Esteri

Gb, troppo esagerate: via pubblicità sul clima

L'Autorità di controllo nazionale ha bocciato due spot del governo, voluti dal ministro per l'Ambiente Ed Miliband, a causa dei tantissimi reclami

Due pubblicità del governo britannico sono state bocciate dall'Autorità di controllo della pubblicità (Asa) perché "esagerano" i possibili pericoli per la popolazione causati dai cambiamenti climatici.

Le pubblicità, commissionate dal ministro per l'Ambiente Ed Miliband e pubblicate su alcuni quotidiani, si servivano di rime e filastrocche per suggerire che la Gran Bretagna andrà inevitabilmente incontro a un aumento di tempeste, inondazioni e altri fenomeni causati dal clima.

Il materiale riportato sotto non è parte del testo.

//! Configuration management for the medscrape crawler
//!
//! This module handles loading and validating configuration from environment
//! variables and TOML files. Command-line flags are applied on top by the
//! binary.

use serde::{Deserialize, Serialize};
use std::path::{Path, PathBuf};
use std::time::Duration;
use url::Url;

use crate::error::{Error, Result};
use crate::storage::OutputFormat;

/// Client identities rotated across requests.
///
/// The last entry identifies the corpus project to the site operator.
pub const DEFAULT_USER_AGENTS: &[&str] = &[
    "Mozilla/5.0 (Windows NT 10.0; Win64; x64) AppleWebKit/537.36 (KHTML, like Gecko) Chrome/58.0.3029.110 Safari/537.3",
    "Mozilla/5.0 (Macintosh; Intel Mac OS X 10_15_7) AppleWebKit/537.36 (KHTML, like Gecko) Chrome/91.0.4472.114 Safari/537.36",
    "MHI-SymptomChecker/1.0 (hello@mhi.ng)",
];

/// Index page listing every condition
pub const DEFAULT_INDEX_URL: &str = "https://ada.com/conditions";

/// Path prefix shared by all detail pages
pub const DEFAULT_DETAIL_PREFIX: &str = "/conditions/";

/// Class-name fragment carried by content blocks on detail pages.
///
/// Tied to the site's current build output; expect to update it when the
/// site's markup changes.
pub const DEFAULT_CONTENT_MARKER: &str = "Text_wrapper";

/// Accepted values for `logging.format`
pub const LOG_FORMATS: &[&str] = &["text", "json"];

/// Main configuration structure
#[derive(Debug, Clone, Default, Serialize, Deserialize)]
#[serde(default)]
pub struct Config {
    /// Crawler configuration
    pub crawler: CrawlerConfig,

    /// Record extractor configuration
    pub extractor: ExtractorConfig,

    /// Corpus output configuration
    pub output: OutputConfig,

    /// Logging configuration
    pub logging: LoggingConfig,
}

/// Crawler-specific configuration
#[derive(Debug, Clone, Serialize, Deserialize)]
#[serde(default)]
pub struct CrawlerConfig {
    /// Index page address (also the base for resolving links)
    pub index_url: String,

    /// Path prefix a link must carry to be a detail page
    pub detail_prefix: String,

    /// Request timeout in seconds
    pub request_timeout_secs: u64,

    /// Lower bound of the polite delay between requests
    pub min_delay_ms: u64,

    /// Upper bound of the polite delay between requests
    pub max_delay_ms: u64,

    /// User-Agent pool, one picked per request
    pub user_agents: Vec<String>,

    /// Process at most this many detail pages
    pub limit: Option<usize>,
}

/// Record extractor configuration
#[derive(Debug, Clone, Serialize, Deserialize)]
#[serde(default)]
pub struct ExtractorConfig {
    /// Class-name fragment marking content-bearing elements
    pub content_marker: String,
}

/// Corpus output configuration
#[derive(Debug, Clone, Serialize, Deserialize)]
#[serde(default)]
pub struct OutputConfig {
    /// Output file path
    pub path: PathBuf,

    /// Output format
    pub format: OutputFormat,
}

/// Logging configuration
#[derive(Debug, Clone, Serialize, Deserialize)]
#[serde(default)]
pub struct LoggingConfig {
    /// Log level (trace, debug, info, warn, error)
    pub level: String,

    /// Log format (text, json)
    pub format: String,
}

impl Default for CrawlerConfig {
    fn default() -> Self {
        Self {
            index_url: String::from(DEFAULT_INDEX_URL),
            detail_prefix: String::from(DEFAULT_DETAIL_PREFIX),
            request_timeout_secs: 10,
            min_delay_ms: 1000,
            max_delay_ms: 3000,
            user_agents: DEFAULT_USER_AGENTS.iter().map(|s| s.to_string()).collect(),
            limit: None,
        }
    }
}

impl Default for ExtractorConfig {
    fn default() -> Self {
        Self {
            content_marker: String::from(DEFAULT_CONTENT_MARKER),
        }
    }
}

impl Default for OutputConfig {
    fn default() -> Self {
        Self {
            path: PathBuf::from("conditions.json"),
            format: OutputFormat::Json,
        }
    }
}

impl Default for LoggingConfig {
    fn default() -> Self {
        Self {
            level: String::from("info"),
            format: String::from("text"),
        }
    }
}

impl Config {
    /// Load configuration from environment variables
    ///
    /// Unset or unparsable variables fall back to the defaults.
    /// `MEDSCRAPE_USER_AGENTS` holds the pool separated by `|`.
    pub fn from_env() -> Result<Self> {
        let defaults = Self::default();

        let index_url =
            std::env::var("MEDSCRAPE_INDEX_URL").unwrap_or(defaults.crawler.index_url);

        let detail_prefix =
            std::env::var("MEDSCRAPE_DETAIL_PREFIX").unwrap_or(defaults.crawler.detail_prefix);

        let request_timeout_secs = std::env::var("MEDSCRAPE_REQUEST_TIMEOUT")
            .ok()
            .and_then(|v| v.parse::<u64>().ok())
            .unwrap_or(defaults.crawler.request_timeout_secs);

        let min_delay_ms = std::env::var("MEDSCRAPE_MIN_DELAY_MS")
            .ok()
            .and_then(|v| v.parse::<u64>().ok())
            .unwrap_or(defaults.crawler.min_delay_ms);

        let max_delay_ms = std::env::var("MEDSCRAPE_MAX_DELAY_MS")
            .ok()
            .and_then(|v| v.parse::<u64>().ok())
            .unwrap_or(defaults.crawler.max_delay_ms);

        let user_agents = std::env::var("MEDSCRAPE_USER_AGENTS")
            .ok()
            .map(|v| parse_user_agents(&v))
            .unwrap_or(defaults.crawler.user_agents);

        let limit = std::env::var("MEDSCRAPE_LIMIT")
            .ok()
            .and_then(|v| v.parse::<usize>().ok());

        let content_marker = std::env::var("MEDSCRAPE_CONTENT_MARKER")
            .unwrap_or(defaults.extractor.content_marker);

        let output_path = std::env::var("MEDSCRAPE_OUTPUT")
            .map(PathBuf::from)
            .unwrap_or(defaults.output.path);

        let output_format = std::env::var("MEDSCRAPE_OUTPUT_FORMAT")
            .ok()
            .and_then(|v| v.parse::<OutputFormat>().ok())
            .unwrap_or(defaults.output.format);

        let log_level =
            std::env::var("MEDSCRAPE_LOG_LEVEL").unwrap_or(defaults.logging.level);

        let log_format =
            std::env::var("MEDSCRAPE_LOG_FORMAT").unwrap_or(defaults.logging.format);

        Ok(Self {
            crawler: CrawlerConfig {
                index_url,
                detail_prefix,
                request_timeout_secs,
                min_delay_ms,
                max_delay_ms,
                user_agents,
                limit,
            },
            extractor: ExtractorConfig { content_marker },
            output: OutputConfig {
                path: output_path,
                format: output_format,
            },
            logging: LoggingConfig {
                level: log_level,
                format: log_format,
            },
        })
    }

    /// Load configuration from a TOML file
    pub fn from_file(path: &Path) -> Result<Self> {
        let content = std::fs::read_to_string(path)?;
        Self::from_toml_str(&content)
    }

    /// Parse configuration from TOML text; missing keys take defaults
    pub fn from_toml_str(content: &str) -> Result<Self> {
        Ok(toml::from_str(content)?)
    }

    /// Validate configuration values
    pub fn validate(&self) -> Result<()> {
        let index = Url::parse(&self.crawler.index_url).map_err(|e| {
            Error::config(format!("index_url {:?} is not a URL: {e}", self.crawler.index_url))
        })?;
        if !matches!(index.scheme(), "http" | "https") {
            return Err(Error::config("index_url must use http or https"));
        }

        if !self.crawler.detail_prefix.starts_with('/') {
            return Err(Error::config("detail_prefix must start with '/'"));
        }

        if self.crawler.request_timeout_secs == 0 {
            return Err(Error::config("request_timeout_secs must be greater than 0"));
        }

        if self.crawler.min_delay_ms > self.crawler.max_delay_ms {
            return Err(Error::config("min_delay_ms must not exceed max_delay_ms"));
        }

        if self.crawler.user_agents.is_empty()
            || self.crawler.user_agents.iter().any(|ua| ua.trim().is_empty())
        {
            return Err(Error::config("user_agents must be a non-empty list of non-blank strings"));
        }

        if self.extractor.content_marker.trim().is_empty() {
            return Err(Error::config("content_marker must not be empty"));
        }

        if !LOG_FORMATS.contains(&self.logging.format.as_str()) {
            return Err(Error::config(format!(
                "logging.format must be one of {LOG_FORMATS:?}, got {:?}",
                self.logging.format
            )));
        }

        Ok(())
    }

    /// Get request timeout as Duration
    #[must_use]
    pub fn request_timeout(&self) -> Duration {
        Duration::from_secs(self.crawler.request_timeout_secs)
    }

    /// Get the polite delay bounds as Durations
    #[must_use]
    pub fn delay_bounds(&self) -> (Duration, Duration) {
        (
            Duration::from_millis(self.crawler.min_delay_ms),
            Duration::from_millis(self.crawler.max_delay_ms),
        )
    }
}

fn parse_user_agents(raw: &str) -> Vec<String> {
    raw.split('|')
        .map(str::trim)
        .filter(|s| !s.is_empty())
        .map(String::from)
        .collect()
}

#[cfg(test)]
mod tests {
    use super::*;

    #[test]
    fn test_default_config_is_valid() {
        let config = Config::default();
        assert!(config.validate().is_ok());
    }

    #[test]
    fn test_empty_user_agent_pool_rejected() {
        let mut config = Config::default();
        config.crawler.user_agents.clear();
        assert!(config.validate().is_err());

        config.crawler.user_agents = vec!["  ".to_string()];
        assert!(config.validate().is_err());
    }

    #[test]
    fn test_inverted_delay_bounds_rejected() {
        let mut config = Config::default();
        config.crawler.min_delay_ms = 5000;
        config.crawler.max_delay_ms = 100;
        assert!(config.validate().is_err());
    }

    #[test]
    fn test_bad_index_url_rejected() {
        let mut config = Config::default();
        config.crawler.index_url = "not a url".to_string();
        assert!(config.validate().is_err());

        config.crawler.index_url = "ftp://example.com/conditions".to_string();
        assert!(config.validate().is_err());
    }

    #[test]
    fn test_prefix_and_marker_required() {
        let mut config = Config::default();
        config.crawler.detail_prefix = "conditions/".to_string();
        assert!(config.validate().is_err());

        let mut config = Config::default();
        config.extractor.content_marker = String::new();
        assert!(config.validate().is_err());
    }

    #[test]
    fn test_unknown_log_format_rejected() {
        let mut config = Config::default();
        config.logging.format = "yaml".to_string();
        assert!(config.validate().is_err());

        config.logging.format = "json".to_string();
        assert!(config.validate().is_ok());
    }

    #[test]
    fn test_timeout_and_delay_conversion() {
        let config = Config::default();
        assert_eq!(config.request_timeout(), Duration::from_secs(10));
        assert_eq!(
            config.delay_bounds(),
            (Duration::from_millis(1000), Duration::from_millis(3000))
        );
    }

    #[test]
    fn test_partial_toml_takes_defaults() {
        let config = Config::from_toml_str(
            r#"
            [crawler]
            index_url = "https://example.org/conditions"
            min_delay_ms = 0
            max_delay_ms = 0

            [output]
            format = "csv"
            "#,
        )
        .unwrap();

        assert_eq!(config.crawler.index_url, "https://example.org/conditions");
        assert_eq!(config.crawler.detail_prefix, DEFAULT_DETAIL_PREFIX);
        assert_eq!(config.crawler.max_delay_ms, 0);
        assert_eq!(config.output.format, OutputFormat::Csv);
        assert_eq!(config.extractor.content_marker, DEFAULT_CONTENT_MARKER);
        assert!(config.validate().is_ok());
    }

    #[test]
    fn test_parse_user_agents() {
        let pool = parse_user_agents("A/1.0 | B/2.0 (x; y) || ");
        assert_eq!(pool, vec!["A/1.0", "B/2.0 (x; y)"]);
    }
}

L'Asa ha stabilito che il messaggio pubblicitario non è supportato da solide basi scientifiche e ha ingiunto al Dipartimento dell'Ambiente di non diffonderle più, con grande imbarazzo da parte del titolare del dicastero ambientale.

Diffusi dallo scorso ottobre in concomitanza con il summit sul clima di Copenaghen, gli spot pubblicitari hanno indotto ben 939 persone a sporgere reclamo presso l'Asa, un numero negativo record, mai raggiunto da nessun'altra pubblicità.